Here’s the transformed schematic redrawn to square up the symbols into a familiar style.

Show the completed circuit.

Now we continue simplification using series and parallel resistor combinations until we get down to a single resistor between the terminals, just as we did before in the article on Resistor Network Simplification.

On the left branch, $3.125 + 1.25 = 4.375 \,\Omega$
On the right branch, $4 + 1 = 5\,\Omega$

The two parallel resistors combine as

$4.375\,||\, 5 = \dfrac{4.375 \cdot 5}{4.375 + 5} = 2.33\,\Omega$

And we finish by adding the last two series resistors together,

$R_{equivalent} = 2.33 + 1.66 = 4\,\Omega$

### Simulation model

Here is a simulation model of the transformation we just did.

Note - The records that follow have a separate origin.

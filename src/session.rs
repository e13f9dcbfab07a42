use std::collections::BTreeMap;
use std::sync::Arc;
use std::time::Duration;

use chrono::{DateTime, Utc};
use reqwest::cookie::{CookieStore, Jar};
use reqwest::header::{HeaderMap, HeaderValue, ORIGIN, REFERER, USER_AGENT};
use reqwest::{Client, Proxy, RequestBuilder, Response, Url};
use serde::de::DeserializeOwned;
use serde::{Deserialize, Serialize};
use tracing::{debug, info, warn};

use crate::error::{check_status, Error, Result};

pub const DEFAULT_BASE_URL: &str = "https://gisogd.mos.ru";

const BROWSER_UA: &str = "Mozilla/5.0 (Windows NT 10.0; Win64; x64) AppleWebKit/537.36 \
                          (KHTML, like Gecko) Chrome/117.0.0.0 Safari/537.36";
const REQUEST_TIMEOUT: Duration = Duration::from_secs(120);

/// One cookie as the browser login hands it over (Selenium `get_cookies()` shape).
#[derive(Debug, Clone, PartialEq, Serialize, Deserialize)]
pub struct AuthCookie {
    #[serde(default)]
    pub name: String,
    #[serde(default)]
    pub value: String,
    #[serde(default)]
    pub domain: String,
    #[serde(default = "root_path")]
    pub path: String,
    #[serde(default)]
    pub secure: bool,
    /// Unix seconds; Selenium sometimes emits it as a float.
    #[serde(default)]
    pub expiry: Option<f64>,
}

fn root_path() -> String {
    "/".to_string()
}

#[derive(Debug, Clone, PartialEq, Eq, PartialOrd, Ord)]
pub struct CookieKey {
    pub domain: String,
    pub path: String,
    pub name: String,
}

impl AuthCookie {
    fn key(&self) -> CookieKey {
        CookieKey {
            domain: self.domain.clone(),
            path: self.path.clone(),
            name: self.name.clone(),
        }
    }

    fn validate(&self) -> Result<()> {
        let missing = [
            ("name", &self.name),
            ("value", &self.value),
            ("domain", &self.domain),
        ]
        .into_iter()
        .find(|(_, v)| v.trim().is_empty());

        match missing {
            Some((field, _)) => Err(Error::InvalidCredentialState(format!(
                "cookie {:?} has no {}",
                self.name, field
            ))),
            None => Ok(()),
        }
    }

    /// The URL the cookie is "set from". A leading dot marks a domain cookie,
    /// anything else is host-only.
    fn origin_url(&self) -> Result<Url> {
        let host = self.domain.trim_start_matches('.');
        let path = if self.path.starts_with('/') { self.path.as_str() } else { "/" };
        Url::parse(&format!("https://{}{}", host, path)).map_err(|e| {
            Error::InvalidCredentialState(format!(
                "cookie {:?} has unusable domain {:?}: {}",
                self.name, self.domain, e
            ))
        })
    }

    fn set_cookie_header(&self) -> String {
        let mut header = format!("{}={}; Path={}", self.name, self.value, self.path);
        if self.domain.starts_with('.') {
            header.push_str(&format!("; Domain={}", self.domain));
        }
        if self.secure {
            header.push_str("; Secure");
        }
        if let Some(expires) = self
            .expiry
            .and_then(|secs| DateTime::<Utc>::from_timestamp(secs as i64, 0))
        {
            header.push_str(&format!(
                "; Expires={}",
                expires.format("%a, %d %b %Y %H:%M:%S GMT")
            ));
        }
        header
    }
}

// ── Endpoints ──

/// Registry URLs, all derived from one base so tests can point at a mock server.
#[derive(Debug, Clone)]
pub struct Endpoints {
    base: String,
}

impl Endpoints {
    pub fn new(base: &str) -> Result<Self> {
        let parsed = Url::parse(base)
            .map_err(|e| Error::Configuration(format!("invalid base url {:?}: {}", base, e)))?;
        if !matches!(parsed.scheme(), "http" | "https") {
            return Err(Error::Configuration(format!(
                "base url must be http(s), got {:?}",
                base
            )));
        }
        Ok(Self {
            base: base.trim_end_matches('/').to_string(),
        })
    }

    pub fn base(&self) -> &str {
        &self.base
    }

    pub fn search(&self) -> String {
        format!("{}/isogd/front/api/solr/docsSearch", self.base)
    }

    pub fn document_brief(&self, id: &str) -> String {
        format!("{}/isogd/front/api/gisogd/documents/{}/brief", self.base, id)
    }

    pub fn case_card(&self, case_number: &str) -> String {
        format!(
            "{}/isogd/front/api/gisogd/office-cases/{}/card",
            self.base, case_number
        )
    }

    pub fn document_page(&self, id: &str) -> String {
        format!("{}/document/{}", self.base, id)
    }

    pub fn case_page(&self, case_number: &str) -> String {
        format!("{}/cases/{}", self.base, case_number)
    }
}

impl Default for Endpoints {
    fn default() -> Self {
        Self {
            base: DEFAULT_BASE_URL.to_string(),
        }
    }
}

// ── Session ──

/// Transport settings shared by every request of a run.
#[derive(Debug, Clone)]
pub struct ClientOptions {
    pub endpoints: Endpoints,
    pub proxy: Option<String>,
}

/// A ready HTTP context seeded with the login cookies. Cloning is cheap and
/// every clone talks through the same client and cookie store.
#[derive(Clone)]
pub struct SessionHandle {
    client: Client,
    endpoints: Arc<Endpoints>,
    cookies: Arc<BTreeMap<CookieKey, AuthCookie>>,
}

impl SessionHandle {
    pub fn client(&self) -> &Client {
        &self.client
    }

    pub fn endpoints(&self) -> &Endpoints {
        &self.endpoints
    }

    pub fn cookie_count(&self) -> usize {
        self.cookies.len()
    }

    #[cfg(test)]
    pub fn cookie(&self, domain: &str, path: &str, name: &str) -> Option<&AuthCookie> {
        self.cookies.get(&CookieKey {
            domain: domain.to_string(),
            path: path.to_string(),
            name: name.to_string(),
        })
    }

    /// Send without judging the status; only transport failures are errors.
    pub async fn send(&self, request: RequestBuilder, url: &str) -> Result<Response> {
        request.send().await.map_err(|source| Error::Transport {
            url: url.to_string(),
            source,
        })
    }

    pub async fn get_json<T: DeserializeOwned>(&self, url: &str) -> Result<T> {
        let resp = self.send(self.client.get(url), url).await?;
        check_status(url, resp.status())?;
        read_json(resp, url).await
    }

    pub async fn post_json<B: Serialize, T: DeserializeOwned>(&self, url: &str, body: &B) -> Result<T> {
        let resp = self.send(self.client.post(url).json(body), url).await?;
        check_status(url, resp.status())?;
        read_json(resp, url).await
    }
}

pub async fn read_json<T: DeserializeOwned>(resp: Response, url: &str) -> Result<T> {
    let body = resp.bytes().await.map_err(|source| Error::Transport {
        url: url.to_string(),
        source,
    })?;
    serde_json::from_slice(&body).map_err(|source| Error::Payload {
        url: url.to_string(),
        source,
    })
}

/// Install the login cookies into a fresh client. No network traffic.
/// Cookies the store refuses (already expired, unparsable) are left out.
pub fn bridge(cookies: &[AuthCookie], options: &ClientOptions) -> Result<SessionHandle> {
    let mut keyed = BTreeMap::new();
    for cookie in cookies {
        cookie.validate()?;
        keyed.insert(cookie.key(), cookie.clone());
    }

    let jar = Arc::new(Jar::default());
    let mut installed = BTreeMap::new();
    for (key, cookie) in keyed {
        let url = cookie.origin_url()?;
        jar.add_cookie_str(&cookie.set_cookie_header(), &url);
        if jar_holds(&jar, &cookie, &url) {
            debug!("Installed cookie {} for {}{}", cookie.name, cookie.domain, cookie.path);
            installed.insert(key, cookie);
        } else {
            warn!(
                "Cookie {} for {}{} was rejected by the cookie store",
                cookie.name, cookie.domain, cookie.path
            );
        }
    }

    let client = build_client(jar, options)?;
    info!("Session ready with {} cookies", installed.len());

    Ok(SessionHandle {
        client,
        endpoints: Arc::new(options.endpoints.clone()),
        cookies: Arc::new(installed),
    })
}

fn jar_holds(jar: &Jar, cookie: &AuthCookie, url: &Url) -> bool {
    let pair = format!("{}={}", cookie.name, cookie.value);
    jar.cookies(url)
        .and_then(|header| header.to_str().ok().map(|h| h.split("; ").any(|kv| kv == pair)))
        .unwrap_or(false)
}

fn build_client(jar: Arc<Jar>, options: &ClientOptions) -> Result<Client> {
    let base = options.endpoints.base();
    let mut headers = HeaderMap::new();
    headers.insert(USER_AGENT, HeaderValue::from_static(BROWSER_UA));
    headers.insert(ORIGIN, header_value(base)?);
    headers.insert(REFERER, header_value(&format!("{}/documents", base))?);

    let mut builder = Client::builder()
        .cookie_provider(jar)
        .default_headers(headers)
        .timeout(REQUEST_TIMEOUT);

    if let Some(proxy) = &options.proxy {
        builder = builder.proxy(parse_proxy(proxy)?);
    }

    builder
        .build()
        .map_err(|e| Error::Configuration(format!("cannot build http client: {}", e)))
}

fn header_value(s: &str) -> Result<HeaderValue> {
    HeaderValue::from_str(s)
        .map_err(|e| Error::Configuration(format!("invalid header value {:?}: {}", s, e)))
}

/// Proxy for all schemes, from any form `proxy_url` accepts.
pub fn parse_proxy(raw: &str) -> Result<Proxy> {
    let url = proxy_url(raw)?;
    Proxy::all(&url).map_err(|e| Error::Configuration(format!("invalid proxy {:?}: {}", raw, e)))
}

/// Normalise a proxy address to `scheme://[user:pass@]host:port`. Accepted:
/// `user:pass@host:port`, `host:port:user:pass` and `host:port`, each with or
/// without a scheme. A missing scheme means http.
pub fn proxy_url(raw: &str) -> Result<String> {
    let invalid = || {
        Error::Configuration(format!(
            "invalid proxy {:?} (expected host:port, user:pass@host:port or host:port:user:pass)",
            raw
        ))
    };
    let trimmed = raw.trim().trim_end_matches('/');
    let (scheme, rest) = match trimmed.split_once("://") {
        Some((scheme, rest)) => (scheme, rest),
        None => ("http", trimmed),
    };

    let (auth, host, port) = match rest.rsplit_once('@') {
        Some((auth, addr)) => {
            let (host, port) = addr.split_once(':').ok_or_else(invalid)?;
            (Some(auth.to_string()), host, port)
        }
        None => match rest.split(':').collect::<Vec<_>>().as_slice() {
            [host, port] => (None, *host, *port),
            [host, port, user, pass] => (Some(format!("{}:{}", user, pass)), *host, *port),
            _ => return Err(invalid()),
        },
    };
    if host.is_empty() || port.parse::<u16>().is_err() {
        return Err(invalid());
    }

    Ok(match auth {
        Some(auth) => format!("{}://{}@{}:{}", scheme, auth, host, port),
        None => format!("{}://{}:{}", scheme, host, port),
    })
}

Open the link and click on DC in the top menu bar to perform a DC analysis. Notice how the current flowing into the Delta-Wye network is the same as the current flowing into the $4\,\Omega$ resistor. That shows that the network and the single resistor are equivalent.

## Summary

$\Delta - \text Y$ transformations are another tool in your bag of tricks for simplifying circuits prior to detailed analysis.

You don’t need to memorize the transformation equations. If the need arises, you can look them up.

For the curious: A full derivation of the transform equations is in this article.